Stories of breastfeeding mothers being exiled to the bathrooms of department stores and restaurants in the US have infuriated mothers and breastfeeding advocates. So news of a public bus (link in Chinese) in China’s Zhejiang province that has set aside a curtained-off seat for nursing mothers (and a similar program in another Chinese city started last year) has garnered praise on mommy blogs around the world.
The setup is simple—a curtain mechanism costing approximately 300 yuan ($50) cloaks a seat set aside for mothers seeking a private place to nurse. Located near the front of the bus, it functions as a regular seat when the curtain is pulled back, but mothers with hungry infants have priority when they climb onboard.
The idea came from a woman bus driver who noticed that mothers were having trouble soothing their crying babies, and surmised that some felt too shy to feed them. The program has been trialled on one public bus in the city of Jinhua starting on Sept. 18 this year.
“Before, when I rode the public bus, I would always very awkwardly find a nook in the furthest-back row of seats to feed my baby,” one mother told the news website China Economic Net. “But now, with this special seat, I don’t have to be so embarrassed.”
Not everyone has praise for the breastfeeding “privacy curtain” approach, however. Leigh Anne O’Connor, a US lactation consultant, said suggesting that mothers should cower behind a curtain to breastfeed is disempowering to women. The better solution, she tells Quartz, is for society to get over its squeamishness about breastfeeding. “If we bring [breastfeeding] back, normalize it…we don’t have to hide behind curtains. It’s a normal part of life.”

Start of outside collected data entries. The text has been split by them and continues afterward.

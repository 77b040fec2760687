//! HTTP API surface.
//!
//! - [`handlers`]: axum request handlers, one module per resource
//! - [`models`]: request/response DTOs with their validation rules
//!
//! Handlers authorize via [`crate::auth::permissions`], open a repository on
//! a pool connection or transaction, and convert database responses into API
//! responses. Validation errors surface before any store access.

pub mod handlers;
pub mod models;
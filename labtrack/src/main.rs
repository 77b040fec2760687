use clap::Parser;
use labtrack::{Application, Config, telemetry};

/// Wait for shutdown signal (SIGTERM or Ctrl+C)
async fn shutdown_signal() {
    use tokio::signal;

    let ctrl_c = async {
        signal::ctrl_c().await.expect("Failed to install Ctrl+C handler");
    };

    #[cfg(unix)]
    let terminate = async {
        signal::unix::signal(signal::unix::SignalKind::terminate())
            .expect("Failed to install SIGTERM handler")
            .recv()
            .await;
    };

    #[cfg(not(unix))]
    let terminate = std::future::pending::<()>();

    tokio::select! {
        _ = ctrl_c => {
            tracing::info!("Received Ctrl+C, shutting down gracefully...");
        },
        _ = terminate => {
            tracing::info!("Received SIGTERM, shutting down gracefully...");
        },
    }
}

#[tokio::main]
async fn main() -> anyhow::Result<()> {
    // Parse CLI args
    let args = labtrack::config::Args::parse();

    // Load configuration
    let config = Config::load(&args)?;

    // If --validate flag is set, exit successfully after config validation
    if args.validate {
        println!("Configuration is valid.");
        return Ok(());
    }

    // Initialize telemetry
    telemetry::init_telemetry()?;

    tracing::debug!("{:?}", args);

    // Run the application with graceful shutdown on SIGTERM/Ctrl+C
    let shutdown = shutdown_signal();
    Application::new(config).await?.serve(shutdown).await
}
//! Database repository for rooms.

use crate::db::{
    errors::{DbError, Result},
    handlers::repository::Repository,
    models::rooms::{RoomCreateDBRequest, RoomDBResponse, RoomUpdateDBRequest},
};
use crate::types::{RoomId, abbrev_uuid};
use sqlx::PgConnection;
use tracing::instrument;
use uuid::Uuid;

/// Filter for listing rooms
#[derive(Debug, Clone)]
pub struct RoomFilter {
    pub skip: i64,
    pub limit: i64,
}

impl RoomFilter {
    pub fn new(skip: i64, limit: i64) -> Self {
        Self { skip, limit }
    }
}

pub struct Rooms<'c> {
    db: &'c mut PgConnection,
}

#[async_trait::async_trait]
impl<'c> Repository for Rooms<'c> {
    type CreateRequest = RoomCreateDBRequest;
    type UpdateRequest = RoomUpdateDBRequest;
    type Response = RoomDBResponse;
    type Id = RoomId;
    type Filter = RoomFilter;

    #[instrument(skip(self, request), fields(room_number = %request.room_number), err)]
    async fn create(&mut self, request: &Self::CreateRequest) -> Result<Self::Response> {
        let room_id = Uuid::new_v4();

        let room = sqlx::query_as::<_, RoomDBResponse>(
            r#"
            INSERT INTO rooms (id, room_number, room_place, room_owner_id)
            VALUES ($1, $2, $3, $4)
            RETURNING *
            "#,
        )
        .bind(room_id)
        .bind(&request.room_number)
        .bind(&request.room_place)
        .bind(request.room_owner_id)
        .fetch_one(&mut *self.db)
        .await?;

        Ok(room)
    }

    #[instrument(skip(self), fields(room_id = %abbrev_uuid(&id)), err)]
    async fn get_by_id(&mut self, id: Self::Id) -> Result<Option<Self::Response>> {
        let room = sqlx::query_as::<_, RoomDBResponse>("SELECT * FROM rooms WHERE id = $1")
            .bind(id)
            .fetch_optional(&mut *self.db)
            .await?;

        Ok(room)
    }

    #[instrument(skip(self, filter), fields(limit = filter.limit, skip = filter.skip), err)]
    async fn list(&mut self, filter: &Self::Filter) -> Result<Vec<Self::Response>> {
        let rooms = sqlx::query_as::<_, RoomDBResponse>("SELECT * FROM rooms ORDER BY created_at DESC LIMIT $1 OFFSET $2")
            .bind(filter.limit)
            .bind(filter.skip)
            .fetch_all(&mut *self.db)
            .await?;

        Ok(rooms)
    }

    #[instrument(skip(self), fields(room_id = %abbrev_uuid(&id)), err)]
    async fn delete(&mut self, id: Self::Id) -> Result<bool> {
        let result = sqlx::query("DELETE FROM rooms WHERE id = $1")
            .bind(id)
            .execute(&mut *self.db)
            .await?;

        Ok(result.rows_affected() > 0)
    }

    #[instrument(skip(self, request), fields(room_id = %abbrev_uuid(&id)), err)]
    async fn update(&mut self, id: Self::Id, request: &Self::UpdateRequest) -> Result<Self::Response> {
        let room = sqlx::query_as::<_, RoomDBResponse>(
            r#"
            UPDATE rooms SET
                room_number = COALESCE($2, room_number),
                room_place = COALESCE($3, room_place),
                room_owner_id = CASE WHEN $4 THEN $5 ELSE room_owner_id END,
                updated_at = NOW()
            WHERE id = $1
            RETURNING *
            "#,
        )
        .bind(id)
        .bind(&request.room_number)
        .bind(&request.room_place)
        .bind(request.room_owner_id.is_some())
        .bind(request.room_owner_id.flatten())
        .fetch_optional(&mut *self.db)
        .await?
        .ok_or(DbError::NotFound)?;

        Ok(room)
    }
}

impl<'c> Rooms<'c> {
    pub fn new(db: &'c mut PgConnection) -> Self {
        Self { db }
    }

    /// Total number of rooms, independent of pagination.
    #[instrument(skip(self), err)]
    pub async fn count(&mut self) -> Result<i64> {
        let count: i64 = sqlx::query_scalar("SELECT COUNT(*) FROM rooms")
            .fetch_one(&mut *self.db)
            .await?;

        Ok(count)
    }
}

In China, as breastfeeding rates in the country have declined, the government has touted the health benefits of breastfeeding, encouraging breastfeeding areas at workplaces and curbing some advertising of baby formula—a market that has soared, despite several high-profile contaminations.
For now, the Jinhua City Bus Group says, it hopes women will use its breastfeeding privacy curtain: And if the response from riders is positive, it will extend the feature to more buses.
Is the breastfeeding “privacy curtain” on this public bus in China empowering or shaming?